Collected data
use super::engine::{ProposalRule, ProposalText};
use super::specs::FlagSpec;
use super::suggestions::{EVAL_MISSING_EXPLANATION, EVAL_MISSING_SUGGESTION};
use crate::config::AnalyzerConfig;
use crate::types::Finding;

/// Sentences quoted as context when no evaluation language exists
const CONTEXT_SENTENCES: usize = 2;

// EvaluationMissingRule - flags a proposal that never talks about how
// success will be measured. Searches the whole raw text, not sentences.
pub struct EvaluationMissingRule<'a> {
    spec: &'a FlagSpec,
    keywords: &'a [String],
}

impl<'a> EvaluationMissingRule<'a> {
    pub fn new(spec: &'a FlagSpec, config: &'a AnalyzerConfig) -> Self {
        Self {
            spec,
            keywords: &config.evaluation_keywords,
        }
    }

    fn mentions_evaluation(&self, raw: &str) -> bool {
        super::contains_any(&raw.to_lowercase(), self.keywords)
    }
}

impl<'a> ProposalRule for EvaluationMissingRule<'a> {
    fn evaluate(&self, text: &ProposalText<'_>) -> Option<Finding> {
        if self.mentions_evaluation(text.raw) {
            return None;
        }

        let excerpt = text
            .sentences
            .iter()
            .take(CONTEXT_SENTENCES)
            .map(String::as_str)
            .collect::<Vec<_>>()
            .join(" ");

        // Canned text instead of the generic explanation and suggestion
        Some(Finding {
            explanation: EVAL_MISSING_EXPLANATION.to_string(),
            suggestion: EVAL_MISSING_SUGGESTION.to_string(),
            ..self.spec.to_finding(excerpt)
        })
    }

    fn id(&self) -> &str {
        self.spec.id
    }
}

#[cfg(test)]
mod tests {
    use super::*;
    use crate::rules::specs::{find_spec, EVAL_MISSING};
    use crate::segmenter::segment;
    use crate::types::Severity;

    fn evaluate(raw: &str) -> Option<Finding> {
        let config = AnalyzerConfig::default();
        let spec = find_spec(EVAL_MISSING).unwrap();
        let sentences = segment(raw);
        EvaluationMissingRule::new(spec, &config).evaluate(&ProposalText::new(raw, &sentences))
    }

    #[test]
    fn test_keywords_suppress_flag() {
        for raw in [
            "We track a METRIC.",
            "Outcomes are reported.",
            "Against the baseline.",
            "Measurement plan attached.",
            "Success is likely.",
            "An evaluation follows.",
        ] {
            assert!(evaluate(raw).is_none(), "{raw}");
        }
    }

    #[test]
    fn test_excerpt_is_first_two_sentences() {
        let finding = evaluate("One here. Two here. Three here.").unwrap();
        assert_eq!(finding.excerpt, "One here. Two here.");
        assert_eq!(finding.severity, Severity::High);
        assert_eq!(finding.title, "Missing evaluation metrics");
        assert_eq!(finding.explanation, EVAL_MISSING_EXPLANATION);
        assert_eq!(finding.suggestion, EVAL_MISSING_SUGGESTION);
    }

    #[test]
    fn test_single_sentence_and_empty_text() {
        assert_eq!(evaluate("Only one").unwrap().excerpt, "Only one");
        assert_eq!(evaluate("").unwrap().excerpt, "");
    }

    #[test]
    fn test_evaluate_alone_does_not_count() {
        // "evaluate" is not one of the evaluation keywords
        assert!(evaluate("We evaluate things.").is_some());
    }
}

About this task: Reproduce each line of the records in which "crate" appears.

Answer box:
use crate::config::AnalyzerConfig;
use crate::types::Finding;
    use crate::rules::specs::{find_spec, EVAL_MISSING};
    use crate::segmenter::segment;
    use crate::types::Severity;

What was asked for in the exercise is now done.